Konfrontation zwischen Russland und Deutschland im Nawalny-Fall?
Bundesregierung droht Russland mit neuen Sanktionen nach OPCW-Befund, Moskau könnte, da die Bundesregierung nicht auf eine offizielle Anfrage nach dem Chemiewaffenabkommen reagiert hat, eine OPCW-Inspektion in Deutschland verlangen
Die Bundesrepublik hat technische Hilfe bei der Organisation für das Verbot von chemischen Waffen (OPCW) angefordert. Die internationale Organisation hat, wie sie am 17. September erklärte, unabhängig von Nawalny Proben genommen, um sie von zertifizierten Labors analysieren zu lassen. Dazu gehören das Bundeswehrlabor und das schwedische Labor FOI und wahrscheinlich das französische Labor, die bereits eine Nowitschok-Verbindung identifiziert haben, aber nicht verraten, um welche es sich handelt.
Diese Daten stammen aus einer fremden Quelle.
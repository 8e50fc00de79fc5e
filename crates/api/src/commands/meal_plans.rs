//! Meal plan commands

use chrono::{NaiveDate, Utc};
use hearth_domain::constants::MEAL_PREFETCH_DAYS;
use hearth_domain::{HearthError, MealOverrideInput, MealPlanPayload, Result, UserMealOverride};

use super::required;
use crate::utils::command_helpers::execute_command;
use crate::AppContext;

const DEFAULT_UPCOMING_DAYS: u32 = 7;

/// `YYYY-MM-DD`, or today (UTC) when absent.
fn parse_day(date: Option<&str>) -> Result<NaiveDate> {
    match date.map(str::trim).filter(|d| !d.is_empty()) {
        Some(raw) => NaiveDate::parse_from_str(raw, "%Y-%m-%d")
            .map_err(|_| HearthError::Validation(format!("date must be YYYY-MM-DD, got {raw:?}"))),
        None => Ok(Utc::now().date_naive()),
    }
}

/// Plan for one day. An explicit `holiday_id` takes precedence over the
/// user's country calendar.
pub async fn get_daily_meal_plan(
    ctx: &AppContext,
    user_id: &str,
    date: Option<&str>,
    holiday_id: Option<&str>,
) -> Result<MealPlanPayload> {
    execute_command("meal_plans::get_daily_meal_plan", || async {
        let user_id = required("userId", user_id)?;
        let day = parse_day(date)?;
        ctx.meal_plans.daily_plan(user_id, day, holiday_id).await
    })
    .await
}

/// Plans starting today; `days` defaults to a week and is clamped to 1..=30.
pub async fn list_upcoming_meal_plans(
    ctx: &AppContext,
    user_id: &str,
    days: Option<u32>,
) -> Result<Vec<MealPlanPayload>> {
    execute_command("meal_plans::list_upcoming_meal_plans", || async {
        let user_id = required("userId", user_id)?;
        ctx.meal_plans.list_upcoming(user_id, days.unwrap_or(DEFAULT_UPCOMING_DAYS)).await
    })
    .await
}

pub async fn save_meal_override(
    ctx: &AppContext,
    user_id: &str,
    date_key: &str,
    input: MealOverrideInput,
) -> Result<UserMealOverride> {
    execute_command("meal_plans::save_meal_override", || async {
        let user_id = required("userId", user_id)?;
        ctx.meal_plans.save_override(user_id, date_key.trim(), input).await
    })
    .await
}

/// Warm the template cache for the coming week; returns days generated.
pub async fn prefetch_meal_plans(ctx: &AppContext, user_id: &str) -> Result<usize> {
    execute_command("meal_plans::prefetch_meal_plans", || async {
        ctx.meal_plans.prefetch_for_user(required("userId", user_id)?, MEAL_PREFETCH_DAYS).await
    })
    .await
}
Das könnte auch daran liegen, dass zwar eine Vergiftung durch eine Verbindung aus der Nowitschok-Gruppe nachgewiesen werden konnte, aber nicht die konkrete Verbindung. Nach Informationen des Spiegel soll es sich um eine "neue" Verbindung handeln. Für die Bundesregierung ist der Nachweis "zweifelsfrei".
Es liegt also bislang auch nicht die wichtige Information der Öffentlichkeit vor, ob die identifizierte Nowitschok-Variante auf der OPCW-Liste der verbotenen Chemiewaffen steht, die am 7. Juni mit den Nowitschok-Verbindungen in Kraft trat. Bis zum 2. Oktober mussten übrigens alle Mitgliedsstaaten erklärt haben, ob sie für wissenschaftliche Zwecke, was erlaubt ist, Nowitschok besitzen und wo daran geforscht wird oder wo es gelagert ist. Ab nächstes Jahr sind Inspektionen möglich.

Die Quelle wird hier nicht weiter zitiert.